● EXERCISE PROMPT: Word for word, print all of the entries below.

● RECORDS SUPPLIED:
//! Serialized event queue.
//!
//! Events are produced by:
//! - GPIO ISRs (button edges)
//! - The MQTT receiver thread (inbound messages, connection changes)
//! - The scheduler delegate (schedule fires)
//! - The shutdown hook
//!
//! and consumed one at a time by the main loop, which is the only place
//! that touches controller state.
//!
//! ```text
//! ┌─────────────┐     ┌──────────────┐     ┌──────────────┐
//! │ GPIO ISR    │────▶│              │     │              │
//! │ MQTT thread │────▶│  Event Queue │────▶│  Main Loop   │
//! │ Scheduler   │────▶│  (bounded)   │     │  (consumer)  │
//! │ Shutdown    │────▶│              │     │              │
//! └─────────────┘     └──────────────┘     └──────────────┘
//! ```

use core::sync::atomic::{AtomicBool, Ordering};

use embassy_sync::blocking_mutex::raw::CriticalSectionRawMutex;
use embassy_sync::channel::Channel;
use embedded_hal::digital::PinState;

use crate::app::button::ButtonId;
use crate::app::commands::CommandEvent;

/// Maximum number of pending events.
pub const EVENT_QUEUE_CAP: usize = 32;

/// Broker connection changes reported by the transport.
#[derive(Debug, Clone, Copy, PartialEq, Eq)]
pub enum TransportStatus {
    Connected,
    Disconnected,
}

#[derive(Debug, Clone, PartialEq)]
pub enum Event {
    /// Raw level change on a button input.
    Edge { button: ButtonId, level: PinState },
    /// Inbound message on the command namespace.
    Message { topic: String, payload: String },
    /// A schedule entry fired.
    Scheduled(CommandEvent),
    Transport(TransportStatus),
    /// Process is going down; blank the display and stop.
    Shutdown,
}

static EVENT_QUEUE: Channel<CriticalSectionRawMutex, Event, EVENT_QUEUE_CAP> = Channel::new();

/// Push an event into the queue.
/// Safe to call from ISR context (never blocks, never allocates).
/// Returns `false` if the queue is full (event dropped).
pub fn push_event(event: Event) -> bool {
    EVENT_QUEUE.try_send(event).is_ok()
}

/// Pop the next event, or `None` if the queue is empty.
pub fn pop_event() -> Option<Event> {
    EVENT_QUEUE.try_receive().ok()
}

/// Drain all pending events, calling `handler` for each in FIFO order.
/// The handler may stop the drain early by returning `false`; events not
/// yet taken stay queued.
pub fn drain_events(mut handler: impl FnMut(Event) -> bool) {
    while let Some(event) = pop_event() {
        if !handler(event) {
            break;
        }
    }
}

/// Number of events currently queued.
pub fn pending_events() -> usize {
    EVENT_QUEUE.len()
}

// ── Shutdown handshake ────────────────────────────────────────
//
// A restart request arrives outside the main loop.  The requester queues
// `Event::Shutdown` and waits, bounded, until the loop has processed it.

static SHUTDOWN_ACK: AtomicBool = AtomicBool::new(false);

/// Called by the main loop once the panel has shut down.
pub fn acknowledge_shutdown() {
    SHUTDOWN_ACK.store(true, Ordering::Release);
}

pub fn shutdown_acknowledged() -> bool {
    SHUTDOWN_ACK.load(Ordering::Acquire)
}

/// Queue `Event::Shutdown` and wait up to `grace_ms` for the main loop to
/// acknowledge it, sleeping `step_ms` at a time through `sleep_ms`.
/// Returns `true` if the loop acknowledged in time.
pub fn request_shutdown(grace_ms: u64, step_ms: u64, mut sleep_ms: impl FnMut(u64)) -> bool {
    if !push_event(Event::Shutdown) {
        return false;
    }
    let mut waited = 0;
    while !shutdown_acknowledged() {
        if waited >= grace_ms {
            return false;
        }
        sleep_ms(step_ms);
        waited += step_ms.max(1);
    }
    true
}

#[cfg(test)]
mod tests {
    use super::*;
    use serde_json::json;

    // The queue is a process-wide static; keep everything that touches it
    // in one test so parallel test threads cannot interleave.
    #[test]
    fn fifo_order_and_overflow() {
        while pop_event().is_some() {}

        assert!(push_event(Event::Edge {
            button: ButtonId::Upper,
            level: PinState::Low,
        }));
        assert!(push_event(Event::Scheduled(CommandEvent::new("beep", json!(1)))));
        assert!(push_event(Event::Shutdown));
        assert_eq!(pending_events(), 3);

        let mut seen = Vec::new();
        drain_events(|e| {
            seen.push(e);
            true
        });
        assert!(matches!(seen[0], Event::Edge { button: ButtonId::Upper, .. }));
        assert!(matches!(seen[1], Event::Scheduled(_)));
        assert_eq!(seen[2], Event::Shutdown);

        for _ in 0..EVENT_QUEUE_CAP {
            assert!(push_event(Event::Transport(TransportStatus::Connected)));
        }
        assert!(!push_event(Event::Shutdown));

        // Early stop leaves the rest queued.
        let mut taken = 0;
        drain_events(|_| {
            taken += 1;
            taken < 2
        });
        assert_eq!(pending_events(), EVENT_QUEUE_CAP - 2);
        while pop_event().is_some() {}

        // Shutdown request: times out while nobody drains, then completes
        // once the "loop" handles the event and acknowledges.
        let mut naps = 0;
        assert!(!request_shutdown(50, 10, |_| naps += 1));
        assert_eq!(naps, 5);
        assert_eq!(pop_event(), Some(Event::Shutdown));

        let acked = request_shutdown(500, 10, |_| {
            if pop_event() == Some(Event::Shutdown) {
                acknowledge_shutdown();
            }
        });
        assert!(acked);
        assert!(shutdown_acknowledged());
        assert_eq!(pending_events(), 0);
    }
}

● RESPONSE BOX:
//! Serialized event queue.
//!
//! Events are produced by:
//! - GPIO ISRs (button edges)
//! - The MQTT receiver thread (inbound messages, connection changes)
//! - The scheduler delegate (schedule fires)
//! - The shutdown hook
//!
//! and consumed one at a time by the main loop, which is the only place
//! that touches controller state.
//!
//! ```text
//! ┌─────────────┐     ┌──────────────┐     ┌──────────────┐
//! │ GPIO ISR    │────▶│              │     │              │
//! │ MQTT thread │────▶│  Event Queue │────▶│  Main Loop   │
//! │ Scheduler   │────▶│  (bounded)   │     │  (consumer)  │
//! │ Shutdown    │────▶│              │     │              │
//! └─────────────┘     └──────────────┘     └──────────────┘
//! ```

use core::sync::atomic::{AtomicBool, Ordering};

use embassy_sync::blocking_mutex::raw::CriticalSectionRawMutex;
use embassy_sync::channel::Channel;
use embedded_hal::digital::PinState;

use crate::app::button::ButtonId;
use crate::app::commands::CommandEvent;

/// Maximum number of pending events.
pub const EVENT_QUEUE_CAP: usize = 32;

/// Broker connection changes reported by the transport.
#[derive(Debug, Clone, Copy, PartialEq, Eq)]
pub enum TransportStatus {
    Connected,
    Disconnected,
}

#[derive(Debug, Clone, PartialEq)]
pub enum Event {
    /// Raw level change on a button input.
    Edge { button: ButtonId, level: PinState },
    /// Inbound message on the command namespace.
    Message { topic: String, payload: String },
    /// A schedule entry fired.
    Scheduled(CommandEvent),
    Transport(TransportStatus),
    /// Process is going down; blank the display and stop.
    Shutdown,
}

static EVENT_QUEUE: Channel<CriticalSectionRawMutex, Event, EVENT_QUEUE_CAP> = Channel::new();

/// Push an event into the queue.
/// Safe to call from ISR context (never blocks, never allocates).
/// Returns `false` if the queue is full (event dropped).
pub fn push_event(event: Event) -> bool {
    EVENT_QUEUE.try_send(event).is_ok()
}

/// Pop the next event, or `None` if the queue is empty.
pub fn pop_event() -> Option<Event> {
    EVENT_QUEUE.try_receive().ok()
}

/// Drain all pending events, calling `handler` for each in FIFO order.
/// The handler may stop the drain early by returning `false`; events not
/// yet taken stay queued.
pub fn drain_events(mut handler: impl FnMut(Event) -> bool) {
    while let Some(event) = pop_event() {
        if !handler(event) {
            break;
        }
    }
}

/// Number of events currently queued.
pub fn pending_events() -> usize {
    EVENT_QUEUE.len()
}

// ── Shutdown handshake ────────────────────────────────────────
//
// A restart request arrives outside the main loop.  The requester queues
// `Event::Shutdown` and waits, bounded, until the loop has processed it.

static SHUTDOWN_ACK: AtomicBool = AtomicBool::new(false);

/// Called by the main loop once the panel has shut down.
pub fn acknowledge_shutdown() {
    SHUTDOWN_ACK.store(true, Ordering::Release);
}

pub fn shutdown_acknowledged() -> bool {
    SHUTDOWN_ACK.load(Ordering::Acquire)
}

/// Queue `Event::Shutdown` and wait up to `grace_ms` for the main loop to
/// acknowledge it, sleeping `step_ms` at a time through `sleep_ms`.
/// Returns `true` if the loop acknowledged in time.
pub fn request_shutdown(grace_ms: u64, step_ms: u64, mut sleep_ms: impl FnMut(u64)) -> bool {
    if !push_event(Event::Shutdown) {
        return false;
    }
    let mut waited = 0;
    while !shutdown_acknowledged() {
        if waited >= grace_ms {
            return false;
        }
        sleep_ms(step_ms);
        waited += step_ms.max(1);
    }
    true
}

#[cfg(test)]
mod tests {
    use super::*;
    use serde_json::json;

    // The queue is a process-wide static; keep everything that touches it
    // in one test so parallel test threads cannot interleave.
    #[test]
    fn fifo_order_and_overflow() {
        while pop_event().is_some() {}

        assert!(push_event(Event::Edge {
            button: ButtonId::Upper,
            level: PinState::Low,
        }));
        assert!(push_event(Event::Scheduled(CommandEvent::new("beep", json!(1)))));
        assert!(push_event(Event::Shutdown));
        assert_eq!(pending_events(), 3);

        let mut seen = Vec::new();
        drain_events(|e| {
            seen.push(e);
            true
        });
        assert!(matches!(seen[0], Event::Edge { button: ButtonId::Upper, .. }));
        assert!(matches!(seen[1], Event::Scheduled(_)));
        assert_eq!(seen[2], Event::Shutdown);

        for _ in 0..EVENT_QUEUE_CAP {
            assert!(push_event(Event::Transport(TransportStatus::Connected)));
        }
        assert!(!push_event(Event::Shutdown));

        // Early stop leaves the rest queued.
        let mut taken = 0;
        drain_events(|_| {
            taken += 1;
            taken < 2
        });
        assert_eq!(pending_events(), EVENT_QUEUE_CAP - 2);
        while pop_event().is_some() {}

        // Shutdown request: times out while nobody drains, then completes
        // once the "loop" handles the event and acknowledges.
        let mut naps = 0;
        assert!(!request_shutdown(50, 10, |_| naps += 1));
        assert_eq!(naps, 5);
        assert_eq!(pop_event(), Some(Event::Shutdown));

        let acked = request_shutdown(500, 10, |_| {
            if pop_event() == Some(Event::Shutdown) {
                acknowledge_shutdown();
            }
        });
        assert!(acked);
        assert!(shutdown_acknowledged());
        assert_eq!(pending_events(), 0);
    }
}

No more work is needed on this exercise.